Our system compiles code on-the-fly that is customized to the actual
data types used by a running program. The compiler constructs a
control flow graph annotated with type information by simultaneously
performing type analysis and inlining. Extended message splitting
preserves type information that would otherwise be lost by a
control-flow merge by duplicating all the code between the merge and
the place that uses the information. Iterative type analysis computes
the types of variables used in a loop by repeatedly recompiling the
loop until the computed types reach a fix-point. Together these two
techniques enable our SELF compiler to split off a copy of an entire
loop, optimized for the common-case types.

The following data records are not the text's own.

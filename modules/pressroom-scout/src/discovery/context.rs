//! Per-run mutable state: the audit trail and the aggregate counters.
//!
//! One `RunContext` per target per run. Nothing here is shared between targets.

use chrono::{DateTime, Utc};
use tracing::{debug, info, warn};

use pressroom_common::{DiscoveryStep, Phase, StepOutcome, Target};

pub struct RunContext {
    pub target: Target,
    /// Candidates for which verification was started, across all strategies.
    pub candidates_checked: usize,
    /// Links received from external sources, across all strategies.
    pub raw_result_count: usize,
    steps: Vec<DiscoveryStep>,
    seq: u32,
    last_ts: Option<DateTime<Utc>>,
}

impl RunContext {
    pub fn new(target: Target) -> Self {
        Self {
            target,
            candidates_checked: 0,
            raw_result_count: 0,
            steps: Vec::new(),
            seq: 0,
            last_ts: None,
        }
    }

    /// Append an audit step. Timestamps never go backwards even if the wall
    /// clock does.
    pub fn record(
        &mut self,
        phase: Phase,
        action: &str,
        outcome: StepOutcome,
        detail: impl Into<String>,
        url: Option<&str>,
    ) {
        self.seq += 1;
        let now = Utc::now();
        let timestamp = match self.last_ts {
            Some(last) if last > now => last,
            _ => now,
        };
        self.last_ts = Some(timestamp);

        let detail = detail.into();
        let domain = self.target.domain.as_str();
        let phase_label = phase.label();
        let link = url.unwrap_or("");
        match outcome {
            StepOutcome::Success | StepOutcome::Fail => {
                info!(domain, phase = phase_label, action, url = link, ?outcome, detail = detail.as_str(), "Discovery step")
            }
            StepOutcome::Skip => {
                warn!(domain, phase = phase_label, action, url = link, detail = detail.as_str(), "Discovery step skipped")
            }
            StepOutcome::Info => {
                debug!(domain, phase = phase_label, action, url = link, detail = detail.as_str(), "Discovery step")
            }
        }

        self.steps.push(DiscoveryStep {
            phase_id: format!("{}-{}", phase.label(), self.seq),
            action: action.to_string(),
            outcome,
            detail,
            url: url.map(String::from),
            timestamp,
        });
    }

    pub fn steps(&self) -> &[DiscoveryStep] {
        &self.steps
    }

    pub fn into_steps(self) -> Vec<DiscoveryStep> {
        self.steps
    }
}

#[cfg(test)]
mod tests {
    use super::*;

    #[test]
    fn step_ids_encode_phase_and_sequence() {
        let mut ctx = RunContext::new(Target::parse("Acme", "acme.com").unwrap());
        ctx.record(Phase::Search, "query", StepOutcome::Info, "q", None);
        ctx.record(Phase::Homepage, "navigate", StepOutcome::Fail, "404", Some("https://acme.com/"));
        let ids: Vec<_> = ctx.steps().iter().map(|s| s.phase_id.as_str()).collect();
        assert_eq!(ids, vec!["search-1", "homepage-2"]);
        assert_eq!(ctx.steps()[1].url.as_deref(), Some("https://acme.com/"));
    }

    #[test]
    fn timestamps_are_monotonic() {
        let mut ctx = RunContext::new(Target::parse("Acme", "acme.com").unwrap());
        for _ in 0..20 {
            ctx.record(Phase::Search, "tick", StepOutcome::Info, "", None);
        }
        let steps = ctx.steps();
        assert!(steps.windows(2).all(|w| w[0].timestamp <= w[1].timestamp));
    }
}
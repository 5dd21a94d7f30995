use thiserror::Error;

pub type Result<T> = std::result::Result<T, ScoutError>;

/// Failures of a single collaborator call. The discovery engine turns every
/// one of these into an audit step; none escapes `Scout::discover`.
#[derive(Debug, Error)]
pub enum ScoutError {
    #[error("Navigation failed for {url}: {message}")]
    Navigation { url: String, message: String },

    #[error("{operation} timed out after {millis}ms")]
    Timeout { operation: &'static str, millis: u128 },

    #[error("Classification failed: {0}")]
    Classification(String),

    #[error("Classifier returned {actual} output for a {expected} request")]
    SchemaMismatch {
        expected: &'static str,
        actual: &'static str,
    },

    #[error("Cache error: {0}")]
    Cache(String),

    #[error(transparent)]
    Other(#[from] anyhow::Error),
}
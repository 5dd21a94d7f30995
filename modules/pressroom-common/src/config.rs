use std::env;
use std::path::PathBuf;
use std::time::Duration;

use tracing::info;
use typed_builder::TypedBuilder;

use crate::error::PressroomError;

pub const DEFAULT_CLAUDE_MODEL: &str = "claude-haiku-4-5-20251001";

/// Site-search vocabulary, tried in order.
pub const DEFAULT_SITE_SEARCH_TERMS: &[&str] =
    &["news", "press releases", "press", "newsroom", "media"];

/// Whether exhausted discoveries are memoized.
#[derive(Debug, Clone, Copy, PartialEq, Eq, Default)]
pub enum NegativeCache {
    /// Failed domains are re-attempted in full on every run.
    #[default]
    Disabled,
    /// Failed domains are skipped until the entry is older than `ttl`.
    Enabled { ttl: Duration },
}

/// Tunables for a discovery run.
#[derive(Debug, Clone, TypedBuilder)]
pub struct DiscoveryConfig {
    /// Ceiling on candidates verified per strategy attempt.
    #[builder(default = 5)]
    pub max_candidates_to_check: usize,
    #[builder(default = 10)]
    pub max_search_results: usize,
    /// Article links mined for root URLs per strategy attempt.
    #[builder(default = 3)]
    pub max_article_roots: usize,
    #[builder(default = Duration::from_secs(30))]
    pub navigation_timeout: Duration,
    #[builder(default = Duration::from_secs(60))]
    pub classify_timeout: Duration,
    /// Pause inserted after each automation action.
    #[builder(default = Duration::from_secs(1))]
    pub action_delay: Duration,
    /// Pause between consecutive targets in a sequential batch.
    #[builder(default = Duration::from_secs(3))]
    pub inter_target_delay: Duration,
    #[builder(default = DEFAULT_SITE_SEARCH_TERMS.iter().map(|s| s.to_string()).collect::<Vec<String>>())]
    pub site_search_terms: Vec<String>,
    /// Attempts to reacquire the site-search box for a single term.
    #[builder(default = 2)]
    pub site_search_attempts: usize,
    #[builder(default = true)]
    pub rank_candidates: bool,
    #[builder(default)]
    pub negative_cache: NegativeCache,
}

impl Default for DiscoveryConfig {
    fn default() -> Self {
        Self::builder().build()
    }
}

/// Process configuration loaded from environment variables.
#[derive(Debug, Clone)]
pub struct Config {
    pub anthropic_api_key: String,
    pub claude_model: String,
    pub serper_api_key: String,
    pub browserless_url: String,
    pub browserless_token: Option<String>,
    pub data_dir: PathBuf,
    pub discovery: DiscoveryConfig,
}

impl Config {
    pub fn from_env() -> Result<Self, PressroomError> {
        Self::from_lookup(|key| env::var(key).ok())
    }

    /// Build from an arbitrary key lookup. `from_env` passes `std::env::var`.
    pub fn from_lookup(lookup: impl Fn(&str) -> Option<String>) -> Result<Self, PressroomError> {
        let required = |key: &str| {
            lookup(key)
                .filter(|v| !v.trim().is_empty())
                .ok_or_else(|| PressroomError::Config(format!("{key} environment variable is required")))
        };

        let mut discovery = DiscoveryConfig::default();
        if let Some(raw) = lookup("MAX_CANDIDATES") {
            discovery.max_candidates_to_check = raw
                .parse()
                .map_err(|_| PressroomError::Config(format!("MAX_CANDIDATES must be a number, got {raw:?}")))?;
        }
        if let Some(raw) = lookup("NEGATIVE_CACHE_TTL_HOURS") {
            let hours: u64 = raw.parse().map_err(|_| {
                PressroomError::Config(format!("NEGATIVE_CACHE_TTL_HOURS must be a number, got {raw:?}"))
            })?;
            discovery.negative_cache = if hours == 0 {
                NegativeCache::Disabled
            } else {
                let secs = hours.checked_mul(3600).ok_or_else(|| {
                    PressroomError::Config(format!("NEGATIVE_CACHE_TTL_HOURS is out of range, got {raw:?}"))
                })?;
                NegativeCache::Enabled {
                    ttl: Duration::from_secs(secs),
                }
            };
        }

        Ok(Self {
            anthropic_api_key: required("ANTHROPIC_API_KEY")?,
            claude_model: lookup("CLAUDE_MODEL").unwrap_or_else(|| DEFAULT_CLAUDE_MODEL.to_string()),
            serper_api_key: required("SERPER_API_KEY")?,
            browserless_url: lookup("BROWSERLESS_URL")
                .unwrap_or_else(|| "http://localhost:3000".to_string()),
            browserless_token: lookup("BROWSERLESS_TOKEN").filter(|t| !t.is_empty()),
            data_dir: PathBuf::from(lookup("DATA_DIR").unwrap_or_else(|| "data".to_string())),
            discovery,
        })
    }

    /// Log the effective configuration with secrets masked.
    pub fn log_redacted(&self) {
        info!(
            anthropic_api_key = %redact(&self.anthropic_api_key),
            serper_api_key = %redact(&self.serper_api_key),
            browserless_url = self.browserless_url.as_str(),
            browserless_token = %self.browserless_token.as_deref().map(redact).unwrap_or_default(),
            claude_model = self.claude_model.as_str(),
            data_dir = %self.data_dir.display(),
            max_candidates = self.discovery.max_candidates_to_check,
            negative_cache = ?self.discovery.negative_cache,
            "Loaded configuration"
        );
    }
}

fn redact(secret: &str) -> String {
    if secret.len() <= 4 {
        return "****".to_string();
    }
    let tail: String = secret.chars().rev().take(4).collect::<Vec<_>>().into_iter().rev().collect();
    format!("****{tail}")
}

By the time our SELF compiler generates code for the graph, it has
eliminated many dynamically-dispatched procedure calls and type
tests. The resulting machine code is twice as fast as that generated
by the previous SELF compiler, four times faster than ParcPlace
Systems Smalltalk-80, the fastest commercially available
dynamically-typed object-oriented language implementation, and nearly
half the speed of optimized C. Iterative type analysis and extended
message splitting have cut the performance penalty for
dynamically-typed object-oriented languages in half.